Dalam kaitan itu, mereka yang single dipanggil untuk selibat. Yesus berkata , “Ada orang yang tidak dapat kawin karena ia memang lahir demikian dari rahim ibunya, dan ada orang yang dijadikan demikian oleh orang lain, dan ada orang yang membuat dirinya demikian karena kemauannya sendiri oleh karena Kerajaan Sorga,” (Mat 19: 12). Hidup sendiri menjadi pilihan seseorang, entah karena tidak dipanggil untuk hidup perkawinan atau karena seeorang ingin mempersembahkan dirinya untuk melayani Allah dan sesama, entah dengan memberikan diri bagi imamat atau hidup religius.
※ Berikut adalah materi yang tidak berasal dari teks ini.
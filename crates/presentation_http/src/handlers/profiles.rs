//! Speaker profile registry endpoints

use axum::Json;
use axum::extract::{Path, State};
use axum::http::StatusCode;
use domain::SpeakerProfile;
use serde::{Deserialize, Serialize};
use validator::Validate;

use crate::error::ApiError;
use crate::state::AppState;

/// One profile as served to the picker UI
#[derive(Debug, Serialize)]
pub struct ProfileView {
    pub id: String,
    pub name: String,
    pub creation_date: String,
    pub display_label: String,
    pub selected: bool,
}

impl ProfileView {
    fn new(profile: &SpeakerProfile, selected_id: Option<&str>) -> Self {
        Self {
            id: profile.id.clone(),
            name: profile.name.clone(),
            creation_date: profile.creation_date.clone(),
            display_label: profile.display_label(),
            selected: selected_id == Some(profile.id.as_str()),
        }
    }
}

/// Registry listing
#[derive(Debug, Serialize)]
pub struct ProfileListResponse {
    pub profiles: Vec<ProfileView>,
    /// `(display_label, id)` pairs in insertion order, for select widgets
    pub choices: Vec<(String, String)>,
    pub selected_profile_id: Option<String>,
}

/// Create-profile input
#[derive(Debug, Deserialize, Validate)]
pub struct CreateProfileRequest {
    /// Human label; blank falls back to a dated default
    #[serde(default)]
    pub name: String,
    /// Cloud-assigned speaker profile GUID
    #[validate(length(min = 1, message = "speaker_profile_id is required"))]
    pub speaker_profile_id: String,
}

/// Rename input
#[derive(Debug, Deserialize, Validate)]
pub struct RenameProfileRequest {
    #[validate(length(min = 1, message = "name is required"))]
    pub name: String,
}

/// `GET /v1/profiles`
pub async fn list_profiles(State(state): State<AppState>) -> Json<ProfileListResponse> {
    let config = state.snapshot();
    let selected = config.selected_profile_id.as_deref();

    Json(ProfileListResponse {
        profiles: config
            .profiles
            .iter()
            .map(|profile| ProfileView::new(profile, selected))
            .collect(),
        choices: config.profile_choices(),
        selected_profile_id: config.selected_profile_id.clone(),
    })
}

/// `POST /v1/profiles`
pub async fn create_profile(
    State(state): State<AppState>,
    Json(request): Json<CreateProfileRequest>,
) -> Result<(StatusCode, Json<ProfileView>), ApiError> {
    request
        .validate()
        .map_err(|e| ApiError::BadRequest(e.to_string()))?;

    let profile = state.update_config(|config| {
        Ok(config.add_profile(&request.name, &request.speaker_profile_id))
    })?;

    let view = ProfileView::new(&profile, Some(profile.id.as_str()));
    Ok((StatusCode::CREATED, Json(view)))
}

/// `PUT /v1/profiles/{id}`
pub async fn rename_profile(
    State(state): State<AppState>,
    Path(id): Path<String>,
    Json(request): Json<RenameProfileRequest>,
) -> Result<Json<ProfileView>, ApiError> {
    request
        .validate()
        .map_err(|e| ApiError::BadRequest(e.to_string()))?;

    let (profile, selected) = state.update_config(|config| {
        config.rename_profile(&id, &request.name)?;
        let profile = config
            .profiles
            .iter()
            .find(|p| p.id == id)
            .cloned()
            .ok_or_else(|| domain::DomainError::not_found("SpeakerProfile", &id))?;
        Ok((profile, config.selected_profile_id.clone()))
    })?;

    Ok(Json(ProfileView::new(&profile, selected.as_deref())))
}

/// `DELETE /v1/profiles/{id}`
pub async fn remove_profile(
    State(state): State<AppState>,
    Path(id): Path<String>,
) -> Result<Json<ProfileView>, ApiError> {
    let removed = state.update_config(|config| config.remove_profile(&id))?;
    Ok(Json(ProfileView::new(&removed, None)))
}

/// `POST /v1/profiles/{id}/select`
pub async fn select_profile(
    State(state): State<AppState>,
    Path(id): Path<String>,
) -> Result<Json<ProfileListResponse>, ApiError> {
    state.update_config(|config| config.select_profile(&id))?;

    Ok(list_profiles(State(state)).await)
}
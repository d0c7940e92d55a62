//! Azure Speech text-to-speech provider
//!
//! Implements `TextToSpeech` against the regional REST endpoint. Synthesis
//! posts SSML and receives RIFF PCM; the catalog comes from
//! `/cognitiveservices/voices/list`.

use std::time::Duration;

use async_trait::async_trait;
use bytes::Bytes;
use reqwest::Client;
use tracing::{debug, instrument, warn};

use crate::config::AzureSpeechConfig;
use crate::error::SpeechError;
use crate::ports::{AzureVoice, TextToSpeech};
use crate::types::{AudioData, AudioFormat};

/// Output format requested from the service; matches what the download
/// surface serves
pub const OUTPUT_FORMAT: &str = "riff-24khz-16bit-mono-pcm";

const USER_AGENT: &str = concat!("voxstudio/", env!("CARGO_PKG_VERSION"));

/// Azure Speech TTS provider
#[derive(Debug, Clone)]
pub struct AzureTtsProvider {
    client: Client,
    config: AzureSpeechConfig,
    available: bool,
}

impl AzureTtsProvider {
    /// Create a new provider.
    ///
    /// Missing credentials do not fail construction; the provider reports
    /// itself unavailable instead so the hosting surface can grey the option
    /// out.
    ///
    /// # Errors
    ///
    /// Returns `SpeechError::Configuration` if the configuration is
    /// internally inconsistent or the HTTP client cannot be built.
    pub fn new(config: AzureSpeechConfig) -> Result<Self, SpeechError> {
        config.validate().map_err(SpeechError::Configuration)?;
        let available = config.is_configured();

        let client = Client::builder()
            .timeout(Duration::from_millis(config.timeout_ms))
            .build()
            .map_err(|e| {
                SpeechError::Configuration(format!("Failed to create HTTP client: {e}"))
            })?;

        Ok(Self {
            client,
            config,
            available,
        })
    }

    fn synthesis_url(&self) -> String {
        format!("{}/cognitiveservices/v1", self.config.tts_host())
    }

    fn voices_url(&self) -> String {
        format!("{}/cognitiveservices/voices/list", self.config.tts_host())
    }
}

#[async_trait]
impl TextToSpeech for AzureTtsProvider {
    #[instrument(skip(self, ssml), fields(ssml_len = ssml.len()))]
    async fn synthesize_ssml(&self, ssml: &str) -> Result<AudioData, SpeechError> {
        if !self.available {
            return Err(SpeechError::NotAvailable(
                "azure-speech-tts (missing key or region)".to_string(),
            ));
        }
        if ssml.trim().is_empty() {
            return Err(SpeechError::SynthesisFailed(
                "SSML document is empty".to_string(),
            ));
        }

        debug!("Synthesizing SSML with Azure Speech");

        let request = self
            .client
            .post(self.synthesis_url())
            .header("Content-Type", "application/ssml+xml")
            .header("X-Microsoft-OutputFormat", OUTPUT_FORMAT)
            .header("User-Agent", USER_AGENT)
            .body(ssml.to_string());

        let response = self.config.credentials.apply(request).send().await?;

        let status = response.status();
        if !status.is_success() {
            let body = response.text().await.unwrap_or_default();
            if status.as_u16() == 429 {
                return Err(SpeechError::RateLimited);
            }
            warn!(status = %status, "Azure TTS request rejected");
            return Err(SpeechError::SynthesisFailed(format!("HTTP {status}: {body}")));
        }

        let audio_bytes: Bytes = response
            .bytes()
            .await
            .map_err(|e| SpeechError::InvalidResponse(format!("Failed to read audio: {e}")))?;

        if audio_bytes.is_empty() {
            return Err(SpeechError::InvalidResponse(
                "Service returned an empty audio body".to_string(),
            ));
        }

        debug!(audio_size = audio_bytes.len(), "Speech synthesis complete");

        Ok(AudioData::new(audio_bytes.to_vec(), AudioFormat::Wav))
    }

    async fn list_voices(&self) -> Result<Vec<AzureVoice>, SpeechError> {
        if !self.available {
            return Err(SpeechError::NotAvailable(
                "azure-speech-tts (missing key or region)".to_string(),
            ));
        }

        let request = self
            .client
            .get(self.voices_url())
            .header("User-Agent", USER_AGENT);
        let response = self.config.credentials.apply(request).send().await?;

        let status = response.status();
        if !status.is_success() {
            let body = response.text().await.unwrap_or_default();
            return Err(SpeechError::RequestFailed(format!("HTTP {status}: {body}")));
        }

        response
            .json()
            .await
            .map_err(|e| SpeechError::InvalidResponse(format!("Failed to parse voices: {e}")))
    }

    fn available(&self) -> bool {
        self.available
    }

    fn service_name(&self) -> &'static str {
        "azure-speech-tts"
    }
}
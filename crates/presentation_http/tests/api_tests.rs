//! API tests over the full handler stack
//!
//! Uses a tempdir-backed config store and stub extraction services; no
//! network access.

use std::sync::Arc;

use ai_document::{DocumentError, DocumentExtractor, DocumentInput, Extraction};
use application::{ConfigRepository, ExtractionService, VoiceCatalog};
use async_trait::async_trait;
use axum_test::TestServer;
use axum_test::multipart::{MultipartForm, Part};
use domain::PersonalVoiceConfig;
use infrastructure::{AppConfig, JsonConfigStore};
use parking_lot::RwLock;
use presentation_http::{AppState, create_router};

struct StubExtractor {
    name: &'static str,
    available: bool,
}

#[async_trait]
impl DocumentExtractor for StubExtractor {
    fn name(&self) -> &'static str {
        self.name
    }

    fn available(&self) -> bool {
        self.available
    }

    async fn extract(&self, document: &DocumentInput) -> Result<Extraction, DocumentError> {
        Ok(Extraction::new(format!("stub text of {}", document.filename)))
    }
}

fn test_server(dir: &tempfile::TempDir) -> (TestServer, Arc<dyn ConfigRepository>) {
    let repository: Arc<dyn ConfigRepository> = Arc::new(JsonConfigStore::new(
        dir.path().join(".conf").join("personal_voice_config.json"),
    ));

    let mut settings = AppConfig::default();
    settings.storage.output_dir = dir.path().join("outputs");

    let state = AppState {
        settings: Arc::new(settings),
        config: Arc::new(RwLock::new(PersonalVoiceConfig::default())),
        repository: Arc::clone(&repository),
        catalog: Arc::new(VoiceCatalog::default()),
        extraction: Arc::new(ExtractionService::new(vec![
            Arc::new(StubExtractor {
                name: "stub-a",
                available: true,
            }),
            Arc::new(StubExtractor {
                name: "stub-b",
                available: false,
            }),
        ])),
    };

    (
        TestServer::new(create_router(state)).unwrap(),
        repository,
    )
}

#[tokio::test]
async fn health_and_readiness_respond() {
    let dir = tempfile::tempdir().unwrap();
    let (server, _) = test_server(&dir);

    let health = server.get("/health").await;
    health.assert_status_ok();
    assert_eq!(health.json::<serde_json::Value>()["status"], "ok");

    let ready = server.get("/ready").await;
    ready.assert_status_ok();
    let body = ready.json::<serde_json::Value>();
    assert_eq!(body["speech_available"], false);
    assert_eq!(body["extraction_services"].as_array().unwrap().len(), 2);
}

#[tokio::test]
async fn pricing_lists_three_tiers() {
    let dir = tempfile::tempdir().unwrap();
    let (server, _) = test_server(&dir);

    let response = server.get("/v1/pricing").await;
    response.assert_status_ok();

    let tiers = response.json::<serde_json::Value>();
    assert_eq!(tiers.as_array().unwrap().len(), 3);
    assert_eq!(tiers[1]["service"], "Personal Voice");
}

#[tokio::test]
async fn profile_registry_flow_persists_every_step() {
    let dir = tempfile::tempdir().unwrap();
    let (server, repository) = test_server(&dir);

    // Create two profiles
    let created = server
        .post("/v1/profiles")
        .json(&serde_json::json!({ "name": "Alice", "speaker_profile_id": "guid-1" }))
        .await;
    created.assert_status(axum::http::StatusCode::CREATED);
    let alice = created.json::<serde_json::Value>();
    let alice_id = alice["id"].as_str().unwrap().to_string();

    server
        .post("/v1/profiles")
        .json(&serde_json::json!({ "name": "Bob", "speaker_profile_id": "guid-2" }))
        .await
        .assert_status(axum::http::StatusCode::CREATED);

    // Listing shows both, Bob selected (latest add wins)
    let listing = server.get("/v1/profiles").await.json::<serde_json::Value>();
    assert_eq!(listing["profiles"].as_array().unwrap().len(), 2);
    assert_eq!(listing["profiles"][1]["selected"], true);

    // Select Alice back
    let selected = server
        .post(&format!("/v1/profiles/{alice_id}/select"))
        .await
        .json::<serde_json::Value>();
    assert_eq!(selected["selected_profile_id"], alice_id.as_str());

    // Rename Alice
    let renamed = server
        .put(&format!("/v1/profiles/{alice_id}"))
        .json(&serde_json::json!({ "name": "Alice Prime" }))
        .await
        .json::<serde_json::Value>();
    assert!(
        renamed["display_label"]
            .as_str()
            .unwrap()
            .contains("Alice Prime")
    );

    // Every step went through the store
    let persisted = repository.load().unwrap();
    assert_eq!(persisted.profiles.len(), 2);
    assert_eq!(persisted.profiles[0].name, "Alice Prime");
    assert_eq!(persisted.selected_profile_id.as_deref(), Some(alice_id.as_str()));

    // Deleting the selected profile clears the selection
    server
        .delete(&format!("/v1/profiles/{alice_id}"))
        .await
        .assert_status_ok();
    let after_delete = repository.load().unwrap();
    assert_eq!(after_delete.profiles.len(), 1);
    assert!(after_delete.selected_profile_id.is_none());
}

#[tokio::test]
async fn missing_profile_returns_404() {
    let dir = tempfile::tempdir().unwrap();
    let (server, _) = test_server(&dir);

    server
        .post("/v1/profiles/profile_2099_01_01_1/select")
        .await
        .assert_status(axum::http::StatusCode::NOT_FOUND);
}

#[tokio::test]
async fn blank_speaker_profile_id_is_rejected() {
    let dir = tempfile::tempdir().unwrap();
    let (server, _) = test_server(&dir);

    server
        .post("/v1/profiles")
        .json(&serde_json::json!({ "name": "X", "speaker_profile_id": "" }))
        .await
        .assert_status(axum::http::StatusCode::BAD_REQUEST);
}

#[tokio::test]
async fn config_view_masks_the_key() {
    let dir = tempfile::tempdir().unwrap();
    let (server, _) = test_server(&dir);

    server
        .put("/v1/config")
        .json(&serde_json::json!({
            "speech_region": "eastus",
            "speech_key": "abcd1234"
        }))
        .await
        .assert_status_ok();

    let view = server.get("/v1/config").await.json::<serde_json::Value>();
    assert_eq!(view["speech_region"], "eastus");
    assert_eq!(view["speech_key_masked"], "****1234");
}

#[tokio::test]
async fn synthesize_without_credentials_is_a_clear_validation_error() {
    let dir = tempfile::tempdir().unwrap();
    let (server, _) = test_server(&dir);

    let response = server
        .post("/v1/synthesize")
        .json(&serde_json::json!({ "text": "Hello" }))
        .await;

    response.assert_status(axum::http::StatusCode::BAD_REQUEST);
    let body = response.json::<serde_json::Value>();
    assert!(
        body["error"]
            .as_str()
            .unwrap()
            .contains("missing required config values")
    );
}

#[tokio::test]
async fn extract_compares_all_registered_services() {
    let dir = tempfile::tempdir().unwrap();
    let (server, _) = test_server(&dir);

    let form = MultipartForm::new().add_part(
        "document",
        Part::bytes(b"%PDF-1.7 fake".to_vec())
            .file_name("paper.pdf")
            .mime_type("application/pdf"),
    );

    let response = server.post("/v1/extract").multipart(form).await;
    response.assert_status_ok();

    let body = response.json::<serde_json::Value>();
    assert_eq!(body["filename"], "paper.pdf");
    let reports = body["reports"].as_array().unwrap();
    assert_eq!(reports.len(), 2);
    assert_eq!(reports[0]["service"], "stub-a");
    assert_eq!(reports[0]["payload"]["content"], "stub text of paper.pdf");
    assert_eq!(reports[1]["available"], false);
}

#[tokio::test]
async fn extract_without_document_field_is_rejected() {
    let dir = tempfile::tempdir().unwrap();
    let (server, _) = test_server(&dir);

    let form = MultipartForm::new().add_text("note", "no file here");
    server
        .post("/v1/extract")
        .multipart(form)
        .await
        .assert_status(axum::http::StatusCode::BAD_REQUEST);
}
Bagaimanapun juga, entah kita imam, religius, menikah atau single, kita semua dipanggil untuk mengasihi dan memberikan diri dalam kasih dan pelayanan untuk memajukan keluarga, perkembangan masyarakat dan kesejahteraan manusia.
Sesuai dengan rencana Allah. Gereja menetapkan yang ideal itu sebagai hukum bagi umat beriman agar kita dapat menghidupi rencana Allah sehingga kita dapat hidup secara integral. Hukum Kristus dan Gereja dalam menjaga perkawinan dan keluarga itu benar. Sebuah keluarga yang stabil dimana kasih dan perhatian satu sama lain dihidupi memberikan rasa aman bagi siapa saja dalam keluarga. Ketika tidak ada komitmen dari kedua orang tua, anak-anak akan hidup dalam kekhawatiran akan perpisahan, ketika orang tua mereka bercerai. Mereka akan kehilangan kasih atau bahkan terpisah dengan saudara-saudara mereka. Benarlah perkawinan didefinisikan antara seorang laki-laki dan seorang perempuan. Perkawinan sejenis tidak memberi asuhan yang holistik bagi anak-anak. Setiap anak lahir dari persatuan antara seorang lelaki dan seorang perempuan, dan karena itu memiliki hak untuk dibersarkan oleh pasangan yang memberi hidup kepada mereka. Pasangan sejenis tidak dapat memberikan kasih yang utuh bagi setiap anak.
Bagaimana dengan selibat baik imamat maupun sebagai religius? Tuntutan bagi imam dan religius untuk selibat itu layak dan mulia. Selibat akan membantu pribadi yang bersangkutan untuk commit secara penuh kepada Kristus dan pelayanan umat manusia. St. Paulus menegaskan, “Aku ingin, supaya kamu hidup tanpa kekuatiran. Orang yang tidak beristeri memusatkan perhatiannya pada perkara Tuhan, bagaimana Tuhan berkenan kepadanya. Orang yang beristeri memusatkan perhatiannya pada perkara duniawi, bagaimana ia dapat menyenangkan isterinya, dan dengan demikian perhatiannya terbagi-bagi. Perempuan yang tidak bersuami dan anak-anak gadis memusatkan perhatian mereka pada perkara Tuhan, supaya tubuh dan jiwa mereka kudus. Tetapi perempuan yang bersuami memusatkan perhatiannya pada perkara duniawi, bagaimana ia dapat menyenangkan suaminya,” (1 Kor 7: 32 – 34). Selibat berarti komitmen total kepada Tuhan sebagai mempelaiNya.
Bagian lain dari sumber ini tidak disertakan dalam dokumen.